Das Meer, der Strand: Sehnsuchtsort? Fluchtpunkt? Menschengrillstation? Oder gar Mülleimer?
Wie verhielten sich die ersten Vormenschen, als sie auf das Meer stiessen? Was dachten sie? Freuten sie sich und liessen sich am Strand zu einem endlosen Urlaub nieder?
Im Gegenteil: Irgendwann überwanden sie diese Barriere und zogen weiter um die Welt, bis zum nächsten Meer. Auch dieses wurde überwunden und heute findet man ihre Nachfahren verteilt über die gesamte Erde. Meere stellten keine wirklichen Grenzen für seine Ausbreitung dar. So blieb es über Jahrtausende, bis in der Neuzeit ein Umdenken eintrat. Man schottete seinen Teil des Meeres immer mehr ab, das verbindende Wasser wurde mehr und mehr zu einer schwer zu überwindenden Mauer. Dabei wartet bereits das nächste Meer auf seine Eroberung: Das Sternenmeer! Doch selbst dort stecken alle bereits ihren Claim ab – trotz anders lautender internationaler Abmachungen...
In der Zwischenzeit verkommen unsere Meere zum grössten Müllschlucker der Menschheit, und – gleichzeitig liefern sie uns einen grossen Teil unserer Nahrung. Fisch ist ja soo gesund. Was macht es da, dass sie kiloweise Müll in ihren Leibern spazierenschwimmen, bis sie mit gefüllten Mägen verhungert aufgeben müssen? Wir essen sie trotzdem...

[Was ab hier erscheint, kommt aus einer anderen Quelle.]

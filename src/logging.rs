use anyhow::{Context, Result};
use file_rotate::compression::Compression;
use file_rotate::suffix::{AppendTimestamp, DateFrom, FileLimit};
use file_rotate::{ContentLimit, FileRotate, TimeFrequency};
use std::fs::OpenOptions;
use std::path::Path;

/// Log file used by the daemon unless `LOG_FILE` says otherwise.
pub const DEFAULT_LOG_FILE: &str = "/tmp/litterwatch.log";

/// Rotated files kept next to the live log.
pub const LOG_BACKUPS: usize = 7;

/// Install the global logger.
///
/// Defaults to `info`, overridable with `RUST_LOG`. With `log_file` set,
/// records go to that file instead of stderr. The file is rotated at the
/// first write after local midnight and the last [`LOG_BACKUPS`] days are kept
/// as `<file>.<YYYY-MM-DD>`.
pub fn init(log_file: Option<&Path>) -> Result<()> {
    let mut builder =
        env_logger::Builder::from_env(env_logger::Env::default().default_filter_or("info"));
    if let Some(path) = log_file {
        builder.target(env_logger::Target::Pipe(Box::new(rotating_writer(path)?)));
    }
    builder
        .try_init()
        .context("logger already initialised")?;
    Ok(())
}

/// Daily rotating writer for `path`.
pub fn rotating_writer(path: &Path) -> Result<FileRotate<AppendTimestamp>> {
    if let Some(parent) = path.parent().filter(|p| !p.as_os_str().is_empty()) {
        std::fs::create_dir_all(parent)
            .with_context(|| format!("create log directory {}", parent.display()))?;
    }
    // FileRotate swallows open errors, so surface them here.
    OpenOptions::new()
        .create(true)
        .append(true)
        .open(path)
        .with_context(|| format!("open log file {}", path.display()))?;

    Ok(FileRotate::new(
        path,
        AppendTimestamp::with_format(
            "%Y-%m-%d",
            FileLimit::MaxFiles(LOG_BACKUPS),
            DateFrom::DateYesterday,
        ),
        ContentLimit::Time(TimeFrequency::Daily),
        Compression::None,
        #[cfg(unix)]
        None,
    ))
}

#[cfg(test)]
mod tests {
    use super::*;
    use std::io::Write;

    #[test]
    fn rotating_writer_writes_to_the_live_file() {
        let dir = tempfile::tempdir().unwrap();
        let path = dir.path().join("litterwatch.log");

        let mut writer = rotating_writer(&path).unwrap();
        writer.write_all(b"motion detected\n").unwrap();
        writer.flush().unwrap();

        let contents = std::fs::read_to_string(&path).unwrap();
        assert!(contents.contains("motion detected"), "{:?}", contents);
    }

    #[test]
    fn rotating_writer_creates_missing_directories() {
        let dir = tempfile::tempdir().unwrap();
        let path = dir.path().join("nested").join("tray.log");
        rotating_writer(&path).unwrap();
        assert!(path.exists());
    }

    #[test]
    fn unwritable_log_path_is_reported() {
        let dir = tempfile::tempdir().unwrap();
        let err = match rotating_writer(dir.path()) {
            Ok(_) => panic!("a directory cannot be opened as a log file"),
            Err(e) => e,
        };
        assert!(format!("{:#}", err).contains("open log file"));
    }
}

Wer es nicht weiss: Ich bin im Osten aufgewachsen. Meine erste Bekanntschaft mit dem Meer machte ich in Rostock auf einer Hafenrundfahrt. Ich war damals 14, und hörte wie die Erwachsenen über das ‚Paradies am anderen Ufer (der Ostsee) redeten, über das Land der unbegrenzten Freiheiten‘ und sich wünschten, dass der Kapitän sich entschliessen würde, einfach loszufahren in dieses ferne Land. Dieses Erlebnis hat mich mehr geprägt als jede Fernsehshow des sogenannten Westfernsehens (habe eh selten in die Röhre geschaut) oder irgendwas sonst. Von da an, jedes Mal, wenn ich auf ein neues Meer stiess, immer wieder die selbe Sehnsucht. In Varna am Schwarzen Meer, in Wladiwostok am japanischen Meer, in Kuba in der Karibik – überall diese Sehnsüchte nach den Paradiesen am gegenüberliegenden Ufer. Heute weiss ich es besser: Auch an den anderen Ufern sind die Schweine nicht fetter und die Wiesen nicht grüner, oft sind wir dort eher diejenige, die aus einem dieser Sehnsuchtsländer kommen...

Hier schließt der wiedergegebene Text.